(Stored items)
---------------
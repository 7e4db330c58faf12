pub mod error;
pub mod event;
pub mod position;
pub mod record;
pub mod report;
pub mod search_info;
pub mod time_control;

pub use error::PositionError;
pub use event::{EngineEvent, EngineEventKind};
pub use position::{AppliedMove, ShadowPosition};
pub use record::{
    GameEndCause, GameEndResult, GameOutcome, GameRecord, MoveRecord, StartPosition,
};
pub use report::{LogReporter, RecordingReporter, ReportEntry, ReportLevel, Reporter, Topic};
pub use search_info::SearchInfo;
pub use time_control::{GoLimits, TimeControl};
impl ComputeTask {
    pub fn new(reporter: Arc<dyn Reporter>) -> Self {
        Self::with_factory(reporter, Arc::new(EngineFactory::new()))
    }

    /// 識別子の払い出し元を共有したいとき (同一プロセスで複数セッション
    /// を回すプールなど) はこちらで組み立てる。
    pub fn with_factory(reporter: Arc<dyn Reporter>, factory: Arc<EngineFactory>) -> Self {
        let (tx, rx) = unbounded();
        let shared = Arc::new(TaskShared {
            context: Mutex::new(GameContext::new()),
            task_type: Mutex::new(TaskType::None),
            finished: Mutex::new(true),
            finished_cv: Condvar::new(),
            tx,
            rx,
            factory,
            reporter,
            log_moves: AtomicBool::new(false),
            shutdown: AtomicBool::new(false),
        });
        let consumer_shared = shared.clone();
        let consumer = std::thread::spawn(move || Self::consume(&consumer_shared));
        Self {
            shared,
            consumer: Some(consumer),
        }
    }

    fn lock_context(shared: &TaskShared) -> MutexGuard<'_, GameContext> {
        shared.context.lock().unwrap_or_else(|e| e.into_inner())
    }

    fn current_type(shared: &TaskShared) -> TaskType {
        *shared.task_type.lock().unwrap_or_else(|e| e.into_inner())
    }

    fn set_type(shared: &TaskShared, t: TaskType) {
        *shared.task_type.lock().unwrap_or_else(|e| e.into_inner()) = t;
    }

    /// エンジンを席として取り付け、イベントの送り先を張る。
    pub fn init_engines(&self, links: Vec<Box<dyn EngineLink>>) {
        let mut ctx = Self::lock_context(&self.shared);
        ctx.cancel_all(false);
        let seats = links
            .into_iter()
            .map(|link| PlayerSeat::new(link, self.shared.reporter.clone()))
            .collect();
        ctx.set_seats(seats);
        Self::arm_sinks(&self.shared, &mut ctx);
    }

    fn arm_sinks(shared: &TaskShared, ctx: &mut GameContext) {
        for seat in ctx.seats_mut() {
            let tx = shared.tx.clone();
            seat.link_mut().set_event_sink(Box::new(move |event| {
                let _ = tx.send(event);
            }));
        }
        ctx.set_sink_armed(true);
    }

    pub fn set_position(&self, start: StartPosition, pre_moves: Vec<String>) -> Result<()> {
        let mut ctx = Self::lock_context(&self.shared);
        ctx.set_position(start, pre_moves)?;
        Ok(())
    }

    pub fn set_record(&self, record: GameRecord) -> Result<()> {
        let mut ctx = Self::lock_context(&self.shared);
        ctx.set_record(record)?;
        Ok(())
    }

    pub fn set_time_controls(&self, white_tc: TimeControl, black_tc: TimeControl) {
        Self::lock_context(&self.shared).set_time_controls(white_tc, black_tc);
    }

    /// 次の対局の準備。棋譜を空に戻し、各エンジンへ newgame を伝える。
    pub fn new_game(&self) -> Result<()> {
        let mut ctx = Self::lock_context(&self.shared);
        ctx.reset_for_new_game()?;
        for seat in ctx.seats_mut() {
            if let Err(e) = seat.link_mut().new_game() {
                log::warn!("{}: {e}", seat.engine_name());
            }
        }
        Ok(())
    }

    /// 実行開始の共通ガード。席が無い・対局が終わっている・別種の
    /// セッションが走っている、のいずれかなら受け付けない。
    fn begin(&self, t: TaskType) -> bool {
        {
            let ctx = Self::lock_context(&self.shared);
            if ctx.is_empty() {
                return false;
            }
            if ctx.with_game_record(|r| r.result.is_over()) {
                return false;
            }
        }
        let mut task_type = self.shared.task_type.lock().unwrap_or_else(|e| e.into_inner());
        let mut finished = self.shared.finished.lock().unwrap_or_else(|e| e.into_inner());
        if !*finished {
            return false;
        }
        if *task_type != TaskType::None && *task_type != t {
            return false;
        }
        *task_type = t;
        *finished = false;
        true
    }

    /// 手番側に1手だけ思考させる。完了シグナルは bestmove 処理で立つ。
    pub fn compute_move(&self) {
        if !self.begin(TaskType::ComputeMove) {
            return;
        }
        let mut ctx = Self::lock_context(&self.shared);
        Self::request_compute(&self.shared, &mut ctx);
    }

    /// 無制限解析。イベントループは解析中、定期起床せずに待つ。
    pub fn analyze(&self) {
        if !self.begin(TaskType::Analyze) {
            return;
        }
        let mut ctx = Self::lock_context(&self.shared);
        let record = ctx.with_game_record(|r| r.clone());
        let limits = GoLimits::infinite();
        let idx = ctx.seat_to_move_index();
        let seat = &mut ctx.seats_mut()[idx];
        if let Err(e) = seat.compute_move(&record, &limits) {
            log::error!("{}: {e}", seat.engine_name());
            seat.mark_disconnected();
            ctx.check_game_result();
            Self::finish(&self.shared, &mut ctx);
        }
    }

    /// 両席で自動対局する。終局まで走り、完了シグナルで終わる。
    pub fn auto_play(&self, log_moves: bool) {
        if !self.begin(TaskType::AutoPlay) {
            return;
        }
        self.shared.log_moves.store(log_moves, Ordering::Relaxed);
        let mut ctx = Self::lock_context(&self.shared);
        Self::request_compute(&self.shared, &mut ctx);
    }

    /// 外部から1手を入力する。ponder 継続モードならエンジンの応答
    /// 思考をそのまま始める。
    pub fn play_move(&self, token: &str) -> Result<()> {
        let mut ctx = Self::lock_context(&self.shared);
        let record = ctx.with_game_record(|r| r.clone());
        if record.result.is_over() {
            bail!("game is already over");
        }
        let mut shadow = record.shadow()?;
        let applied = shadow.apply_token(token)?;
        let mut mv = MoveRecord::begin(0, record.next_ply());
        mv.token = token.to_string();
        mv.uci = applied.uci;
        mv.san = applied.san;
        mv.halfmove_clock = applied.halfmove_clock;
        let uci = mv.uci.clone();
        ctx.commit_move(mv);
        ctx.apply_move(&uci)?;
        if ctx.check_game_result().is_over() {
            Self::finish(&self.shared, &mut ctx);
            return Ok(());
        }
        if Self::current_type(&self.shared) == TaskType::Ponder {
            *self.shared.finished.lock().unwrap_or_else(|e| e.into_inner()) = false;
            Self::request_compute(&self.shared, &mut ctx);
        }
        Ok(())
    }

    /// 思考中のエンジンに即時回答を促す。応答は通常のイベントで届く。
    pub fn move_now(&self) {
        let mut ctx = Self::lock_context(&self.shared);
        for seat in ctx.seats_mut() {
            if seat.state() == crate::seat::ComputeState::ComputingMove {
                seat.link_mut().move_now(false, None);
            }
        }
    }

    /// 現在のセッションを打ち切る。どの状態から呼んでも安全。
    pub fn stop(&self) {
        let analyze = Self::current_type(&self.shared) == TaskType::Analyze;
        let mut ctx = Self::lock_context(&self.shared);
        ctx.cancel_all(analyze);
        while self.shared.rx.try_recv().is_ok() {}
        Self::finish(&self.shared, &mut ctx);
        // 解析中はイベント待ちで眠っているので起こす
        let _ = self.shared.tx.send(EngineEvent::new(EngineEventKind::NoData, 0));
    }

    pub fn task_type(&self) -> TaskType {
        Self::current_type(&self.shared)
    }

    pub fn is_finished(&self) -> bool {
        *self.shared.finished.lock().unwrap_or_else(|e| e.into_inner())
    }

    /// 完了シグナルを待つ。時間内に立てば true。
    pub fn wait_finished(&self, timeout: Duration) -> bool {
        let deadline = Instant::now() + timeout;
        let mut finished = self.shared.finished.lock().unwrap_or_else(|e| e.into_inner());
        loop {
            if *finished {
                return true;
            }
            let now = Instant::now();
            if now >= deadline {
                return false;
            }
            let (guard, _) = self
                .shared
                .finished_cv
                .wait_timeout(finished, deadline - now)
                .unwrap_or_else(|e| e.into_inner());
            finished = guard;
        }
    }

    pub fn with_game_record<R>(&self, f: impl FnOnce(&GameRecord) -> R) -> R {
        Self::lock_context(&self.shared).with_game_record(f)
    }

    pub fn engine_records(&self) -> Vec<EngineRecord> {
        Self::lock_context(&self.shared).engine_records()
    }

    fn signal_finished(shared: &TaskShared) {
        *shared.finished.lock().unwrap_or_else(|e| e.into_inner()) = true;
        shared.finished_cv.notify_all();
    }

    fn finish(shared: &TaskShared, ctx: &mut GameContext) {
        ctx.cancel_all(false);
        Self::set_type(shared, TaskType::None);
        Self::signal_finished(shared);
    }

    /// 手番側の思考を開始する。
    fn request_compute(shared: &TaskShared, ctx: &mut GameContext) {
        let record = ctx.with_game_record(|r| r.clone());
        let limits = record.go_limits();
        let idx = ctx.seat_to_move_index();
        let seat = &mut ctx.seats_mut()[idx];
        if let Err(e) = seat.compute_move(&record, &limits) {
            log::error!("{}: {e}", seat.engine_name());
            seat.mark_disconnected();
            ctx.check_game_result();
            Self::finish(shared, ctx);
        }
    }

    fn consume(shared: &TaskShared) {
        loop {
            if shared.shutdown.load(Ordering::Relaxed) {
                break;
            }
            let event = if Self::current_type(shared) == TaskType::Analyze {
                match shared.rx.recv() {
                    Ok(event) => Some(event),
                    Err(_) => break,
                }
            } else {
                match shared.rx.recv_timeout(LIVENESS_INTERVAL) {
                    Ok(event) => Some(event),
                    Err(RecvTimeoutError::Timeout) => None,
                    Err(RecvTimeoutError::Disconnected) => break,
                }
            };
            if shared.shutdown.load(Ordering::Relaxed) {
                break;
            }
            match event {
                Some(event) => {
                    Self::process_event(shared, event);
                    // 起きている間に溜まったぶんは到着順に一気に処理する
                    while let Ok(event) = shared.rx.try_recv() {
                        Self::process_event(shared, event);
                    }
                }
                None => Self::liveness_check(shared),
            }
        }
    }

    fn liveness_check(shared: &TaskShared) {
        let mut ctx = Self::lock_context(shared);
        if !ctx.sink_armed() {
            return;
        }
        match ctx.check_for_timeouts_and_restart(&shared.factory) {
            Ok(true) => {
                Self::arm_sinks(shared, &mut ctx);
                if ctx.check_game_result().is_over() {
                    Self::finish(shared, &mut ctx);
                }
            }
            Ok(false) => {}
            Err(e) => {
                // 再起動に失敗しても、席が記録した負けはもう確定している。
                // ここで終局を確定させないと対局が宙吊りになる
                log::error!("liveness check failed: {e}");
                if ctx.check_game_result().is_over() {
                    Self::finish(shared, &mut ctx);
                }
            }
        }
    }

    fn process_event(shared: &TaskShared, event: EngineEvent) {
        let mut ctx = Self::lock_context(shared);
        match event.kind {
            EngineEventKind::NoData => {}
            EngineEventKind::SendingComputeMove => {
                if let Some(seat) = ctx.seat_for_engine_mut(event.engine_id) {
                    seat.on_sending_compute_move(&event);
                }
            }
            EngineEventKind::ComputeMoveSent => {
                if let Some(seat) = ctx.seat_for_engine_mut(event.engine_id) {
                    seat.on_compute_move_sent();
                }
            }
            EngineEventKind::Info => {
                if let Some(seat) = ctx.seat_for_engine_mut(event.engine_id) {
                    seat.on_info(&event);
                }
            }
            EngineEventKind::PonderMove => {
                if let Some(seat) = ctx.seat_for_engine_mut(event.engine_id) {
                    seat.on_ponder_move(&event);
                }
                if !*shared.finished.lock().unwrap_or_else(|e| e.into_inner())
                    && ctx.check_game_result().is_over()
                {
                    Self::finish(shared, &mut ctx);
                }
            }
            EngineEventKind::Disconnected => {
                if let Some(seat) = ctx.seat_for_engine_mut(event.engine_id) {
                    seat.on_disconnected(&event);
                }
                if !*shared.finished.lock().unwrap_or_else(|e| e.into_inner())
                    && ctx.check_game_result().is_over()
                {
                    Self::finish(shared, &mut ctx);
                }
            }
            EngineEventKind::BestMove => Self::handle_best_move(shared, &mut ctx, event),
        }
    }

    fn handle_best_move(shared: &TaskShared, ctx: &mut GameContext, event: EngineEvent) {
        let task_type = Self::current_type(shared);
        let Some(seat) = ctx.seat_for_engine_mut(event.engine_id) else {
            return;
        };
        match seat.on_best_move(&event) {
            BestMoveOutcome::Ignored => {}
            BestMoveOutcome::Violation(mv) => {
                ctx.commit_move(mv);
                ctx.check_game_result();
                Self::finish(shared, ctx);
            }
            BestMoveOutcome::Played(mv) => {
                let uci = mv.uci.clone();
                let san = mv.san.clone();
                let ply = mv.ply;
                let ponder_hint = mv.ponder_token.clone();
                let mover_id = event.engine_id;
                ctx.commit_move(mv);
                if shared.log_moves.load(Ordering::Relaxed) {
                    log::info!("ply {ply}: {san} ({uci})");
                }
                if let Err(e) = ctx.apply_move(&uci) {
                    // ローカル局面が正本とずれた。続行できないので打ち切る
                    log::error!("shadow position diverged on {uci}: {e}");
                    Self::finish(shared, ctx);
                    return;
                }
                if ctx.check_game_result().is_over() {
                    Self::finish(shared, ctx);
                    return;
                }
                match task_type {
                    TaskType::AutoPlay => {
                        Self::start_ponder(ctx, mover_id, ponder_hint);
                        Self::request_compute(shared, ctx);
                    }
                    TaskType::ComputeMove | TaskType::Ponder => {
                        // 1手完了。予測手があれば先読みに移って次の入力を待つ
                        let pondering = Self::start_ponder(ctx, mover_id, ponder_hint);
                        Self::set_type(
                            shared,
                            if pondering { TaskType::Ponder } else { TaskType::None },
                        );
                        Self::signal_finished(shared);
                    }
                    TaskType::Analyze | TaskType::None => {}
                }
            }
        }
    }

    /// 指した側に予測手で先読みさせる。開始できたら true。
    fn start_ponder(ctx: &mut GameContext, mover_id: u64, hint: Option<String>) -> bool {
        let Some(hint) = hint else {
            return false;
        };
        let record = ctx.with_game_record(|r| r.clone());
        let limits = record.go_limits();
        let Some(seat) = ctx.seat_for_engine_mut(mover_id) else {
            return false;
        };
        if !seat.ponder_enabled() {
            return false;
        }
        match seat.allow_ponder(&record, &limits, &hint) {
            Ok(started) => started,
            Err(e) => {
                log::warn!("{}: {e}", seat.engine_name());
                false
            }
        }
    }
}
---------------
In the data above, find the line with "ctx.apply_move(&uci)?;" and the line with "let analyze = Self::current_type(&self.shared)". Retype both, plus every line between them, exactly.

--- COMPLETED EXERCISE ---
        ctx.apply_move(&uci)?;
        if ctx.check_game_result().is_over() {
            Self::finish(&self.shared, &mut ctx);
            return Ok(());
        }
        if Self::current_type(&self.shared) == TaskType::Ponder {
            *self.shared.finished.lock().unwrap_or_else(|e| e.into_inner()) = false;
            Self::request_compute(&self.shared, &mut ctx);
        }
        Ok(())
    }

    /// 思考中のエンジンに即時回答を促す。応答は通常のイベントで届く。
    pub fn move_now(&self) {
        let mut ctx = Self::lock_context(&self.shared);
        for seat in ctx.seats_mut() {
            if seat.state() == crate::seat::ComputeState::ComputingMove {
                seat.link_mut().move_now(false, None);
            }
        }
    }

    /// 現在のセッションを打ち切る。どの状態から呼んでも安全。
    pub fn stop(&self) {
        let analyze = Self::current_type(&self.shared) == TaskType::Analyze;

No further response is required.